Philip Roth, como a maioria dos romancistas sérios e responsáveis, escreveu sobre as grandes preocupações humanas: desejo, sexualidade, velhice, morte, di­­ferenças e semelhanças, sucesso e fracasso, bondade e maldade etc. Mas esses temas, apesar de recorrentes dentre as preocupações humanas, são muito variados e, assim, cada autor tende a tematizar as preocupações que mais os tocaram, em sua vivência. Penso que esses temas, mesmo sendo recorrentes, como dissemos, talvez possam ter uma listagem imensamente grande, dadas suas especificidades, em cada caso. Talvez fosse possível listar certo número de paradigmas, mas onde isso nos levaria? Cito um exemplo. Eu não diria que Roth se haja preocupado, especialmente, com sadomasoquismo, em sua obra.

Por que ler Philip Roth?

Não sei responder a isto. Penso que cada pessoa deva escolher, livremente, o que quer ler, pelo simples motivo de que o interesse de cada pessoa varia imensamente. Se considerarmos que lendo 12 horas por dia, durante toda nossa vida útil, ainda assim não teremos lido mais do que uma fração infinitesimal daquilo que foi escrito pela humanidade, temos que ter a humildade de jamais publicar mais uma antologia.
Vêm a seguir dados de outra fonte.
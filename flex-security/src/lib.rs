//! Security features for LXC instances
//!
//! This crate provides:
//! - Security mode classification (privileged vs. unprivileged)
//! - User namespace UID/GID mapping for unprivileged containers

#![warn(missing_docs, clippy::all, clippy::pedantic)]
#![allow(clippy::module_name_repetitions, clippy::missing_errors_doc)]

pub mod idmap;
pub mod policy;

pub use flex_core::SecurityMode;
pub use idmap::{IdKind, IdMap, IdMapEntry};
pub use policy::{MetadataPolicy, SecurityPolicy};
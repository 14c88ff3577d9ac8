//! Security mode classification

use flex_core::{Instance, SecurityMode};

/// Decides whether an instance runs privileged or unprivileged
///
/// Implementations must be pure: the same instance always yields the same
/// mode, and classification has no side effects.
pub trait SecurityPolicy: Send + Sync {
    /// Classify an instance
    fn classify(&self, instance: &Instance) -> SecurityMode;
}

/// Policy driven by the `lxc:security` instance metadata key
///
/// Values are `privileged` or `unprivileged` (case-insensitive). Instances
/// without the key, or with any other value, get the default mode.
#[derive(Debug, Clone, Copy, Default)]
pub struct MetadataPolicy {
    default_mode: SecurityMode,
}

impl MetadataPolicy {
    /// Metadata key consulted by this policy
    pub const METADATA_KEY: &'static str = "lxc:security";

    /// Create a policy with the given fallback mode
    #[must_use]
    pub const fn new(default_mode: SecurityMode) -> Self {
        Self { default_mode }
    }

    /// Fallback mode
    #[must_use]
    pub const fn default_mode(&self) -> SecurityMode {
        self.default_mode
    }
}

impl SecurityPolicy for MetadataPolicy {
    fn classify(&self, instance: &Instance) -> SecurityMode {
        let Some(raw) = instance.metadata.get(Self::METADATA_KEY) else {
            return self.default_mode;
        };

        match raw.parse::<SecurityMode>() {
            Ok(mode) => mode,
            Err(_) => {
                tracing::warn!(
                    instance_id = %instance.id,
                    value = %raw,
                    default = %self.default_mode,
                    "Ignoring unrecognized security mode"
                );
                self.default_mode
            }
        }
    }
}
É possível reconhecer os leitores de Philip Roth? Ou, de ou­­tra maneira: o que há de co­­mum entre os leitores de Roth?

Creio que se interessam mais pela obra de Philip Roth pessoas que gostam das chamadas ciências humanas e sociais, uma vez que são os assuntos mais tratados pelo autor. Não tenho muita certeza de que seus escritos atraiam os práticos engenheiros ou médicos de hoje, parece que os de antigamente, sim, assim como parecem atrair psicólogos, professores, antropólogos culturais, filósofos e literatos, embora isto, muitas vezes, dependa de educação e valoração dos pais pela literatura.